What you have to do: Please restate exactly what appears in the records below from the first line to the line where "should retry later." is, that line included.

(Stored data entries)
════════
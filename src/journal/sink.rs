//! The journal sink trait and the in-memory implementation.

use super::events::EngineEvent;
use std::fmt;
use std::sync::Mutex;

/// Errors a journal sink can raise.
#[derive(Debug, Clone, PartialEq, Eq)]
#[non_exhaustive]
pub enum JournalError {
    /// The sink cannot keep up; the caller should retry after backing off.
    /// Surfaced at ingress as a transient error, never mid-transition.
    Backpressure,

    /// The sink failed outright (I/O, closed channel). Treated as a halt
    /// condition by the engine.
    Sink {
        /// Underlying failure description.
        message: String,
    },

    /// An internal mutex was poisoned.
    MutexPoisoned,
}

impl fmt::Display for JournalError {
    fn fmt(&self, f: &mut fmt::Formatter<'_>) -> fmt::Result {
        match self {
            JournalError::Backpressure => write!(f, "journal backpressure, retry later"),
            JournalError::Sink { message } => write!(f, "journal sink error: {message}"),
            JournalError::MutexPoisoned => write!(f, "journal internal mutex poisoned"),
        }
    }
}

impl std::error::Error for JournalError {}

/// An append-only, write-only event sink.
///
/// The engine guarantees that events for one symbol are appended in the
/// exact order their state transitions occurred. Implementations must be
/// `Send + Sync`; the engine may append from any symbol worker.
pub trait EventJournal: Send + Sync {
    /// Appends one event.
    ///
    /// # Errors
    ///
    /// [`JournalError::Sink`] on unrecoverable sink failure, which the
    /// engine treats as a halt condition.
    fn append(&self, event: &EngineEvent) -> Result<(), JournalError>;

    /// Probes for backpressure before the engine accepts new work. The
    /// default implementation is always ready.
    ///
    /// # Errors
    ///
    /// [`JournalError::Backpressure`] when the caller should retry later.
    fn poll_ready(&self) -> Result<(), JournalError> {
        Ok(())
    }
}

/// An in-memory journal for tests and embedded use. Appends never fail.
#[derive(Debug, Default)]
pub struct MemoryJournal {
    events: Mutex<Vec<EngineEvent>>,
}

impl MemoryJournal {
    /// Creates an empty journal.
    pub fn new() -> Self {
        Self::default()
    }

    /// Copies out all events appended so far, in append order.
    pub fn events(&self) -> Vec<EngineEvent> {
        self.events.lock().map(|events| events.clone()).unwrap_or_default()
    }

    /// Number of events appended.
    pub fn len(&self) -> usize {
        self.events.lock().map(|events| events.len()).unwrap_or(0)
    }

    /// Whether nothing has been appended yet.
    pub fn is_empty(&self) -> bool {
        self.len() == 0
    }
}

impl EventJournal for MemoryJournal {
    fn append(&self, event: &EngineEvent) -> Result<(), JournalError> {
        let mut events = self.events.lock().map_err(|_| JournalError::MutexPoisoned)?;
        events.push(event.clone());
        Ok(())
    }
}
════════
Exercise answer:
filename src/journal/sink.rs
//! The journal sink trait and the in-memory implementation.

use super::events::EngineEvent;
use std::fmt;
use std::sync::Mutex;

/// Errors a journal sink can raise.
#[derive(Debug, Clone, PartialEq, Eq)]
#[non_exhaustive]
pub enum JournalError {
    /// The sink cannot keep up; the caller should retry after backing off.
    /// Surfaced at ingress as a transient error, never mid-transition.
    Backpressure,

    /// The sink failed outright (I/O, closed channel). Treated as a halt
    /// condition by the engine.
    Sink {
        /// Underlying failure description.
        message: String,
    },

    /// An internal mutex was poisoned.
    MutexPoisoned,
}

impl fmt::Display for JournalError {
    fn fmt(&self, f: &mut fmt::Formatter<'_>) -> fmt::Result {
        match self {
            JournalError::Backpressure => write!(f, "journal backpressure, retry later"),
            JournalError::Sink { message } => write!(f, "journal sink error: {message}"),
            JournalError::MutexPoisoned => write!(f, "journal internal mutex poisoned"),
        }
    }
}

impl std::error::Error for JournalError {}

/// An append-only, write-only event sink.
///
/// The engine guarantees that events for one symbol are appended in the
/// exact order their state transitions occurred. Implementations must be
/// `Send + Sync`; the engine may append from any symbol worker.
pub trait EventJournal: Send + Sync {
    /// Appends one event.
    ///
    /// # Errors
    ///
    /// [`JournalError::Sink`] on unrecoverable sink failure, which the
    /// engine treats as a halt condition.
    fn append(&self, event: &EngineEvent) -> Result<(), JournalError>;

    /// Probes for backpressure before the engine accepts new work. The
    /// default implementation is always ready.
    ///
    /// # Errors
    ///
    /// [`JournalError::Backpressure`] when the caller should retry later.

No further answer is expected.